Gejala yang sering muncul akibat stres kronis meliputi kelelahan berkepanjangan, gangguan tidur, nyeri otot, sakit kepala, gangguan pencernaan, jantung berdebar, dan penurunan daya tahan tubuh. Banyak orang menjalani pemeriksaan medis berulang tanpa hasil jelas, karena akar masalahnya bersifat fungsional dan terkait stres.
Cara Mengurangi Dampak Stres pada Tubuh
Mengelola stres bukan berarti menghilangkan semua masalah, melainkan membantu tubuh kembali ke kondisi seimbang. Pendekatan paling efektif melibatkan perubahan gaya hidup dan pengelolaan respons tubuh terhadap stres.
Tidur berkualitas membantu menurunkan kortisol dan memulihkan hormon. Aktivitas fisik ringan hingga sedang menurunkan hormon stres dan meningkatkan endorfin. Teknik pernapasan dan meditasi membantu menenangkan sistem saraf. Pola makan seimbang mendukung pencernaan dan keseimbangan hormon. Dukungan sosial dan waktu istirahat mental juga berperan besar dalam pemulihan tubuh. Pada kondisi tertentu, konsultasi dengan tenaga kesehatan atau profesional kesehatan mental sangat dianjurkan, terutama jika stres sudah memicu gejala fisik yang berat atau berkepanjangan.
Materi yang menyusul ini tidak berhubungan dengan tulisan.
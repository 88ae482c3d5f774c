//! Cache Module
//!
//! Provides the in-memory content store with TTL expiration, byte-budget
//! eviction and size estimation.

mod access;
mod entry;
mod prune;
mod size;
mod stats;
mod store;

#[cfg(test)]
mod property_tests;

// Re-export public types
pub use access::AccessOrder;
pub use entry::{current_timestamp_ms, CacheEntry};
pub use prune::prune_nulls;
pub use size::estimate_size;
pub use stats::CacheStats;
pub use store::CacheStore;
Kapan Stres Perlu Diwaspadai?
Stres perlu mendapat perhatian serius jika disertai nyeri dada, sesak nafas, gangguan pencernaan berat, gangguan tidur kronis, perubahan berat badan drastis, atau gangguan suasana hati yang menetap. Kondisi ini menandakan bahwa tubuh sudah terlalu lama berada dalam mode darurat.
Stres bukan hanya masalah pikiran, tetapi kondisi yang mempengaruhi seluruh tubuh. Jantung bekerja lebih keras, pencernaan menjadi tidak seimbang, dan hormon terganggu ketika stres berlangsung lama. Dampaknya sering muncul secara perlahan dan tidak disadari, hingga akhirnya mengganggu kesehatan secara menyeluruh. Dengan memahami bagaimana stres mempengaruhi jantung, pencernaan, dan hormon, kita dapat lebih waspada terhadap sinyal tubuh dan mengambil langkah tepat untuk melindungi kesehatan jangka panjang.
Jaga kesehatan Anda dan keluarga dengan layanan lengkap dari Blooming Health Care. Kami menyediakan jasa vaksinasi, infus vitamin, dan perawatan home care profesional langsung ke rumah, aman, nyaman, dan ditangani tenaga medis berpengalaman. Tanpa antre, tanpa repot, cukup hubungi kami dan tim kami akan datang ke lokasi Anda. Blooming Health Care siap melayani Anda dalam Bahasa Inggris, Indonesia, dan Mandarin untuk pengalaman perawatan yang lebih nyaman dan personal.
Blooming Health Care, solusi sehat dan praktis di era modern. Hubungi WA kami 0813 9077 7205 untuk konsultasi lebih lanjut.
Referensi
- American Psychological Association. Stress Effects on the Body.
- Mayo Clinic. Chronic Stress and Its Impact on Health.
- Cleveland Clinic. Stress and the Body.
- Harvard Health Publishing. Understanding the Stress Response and Its Effects.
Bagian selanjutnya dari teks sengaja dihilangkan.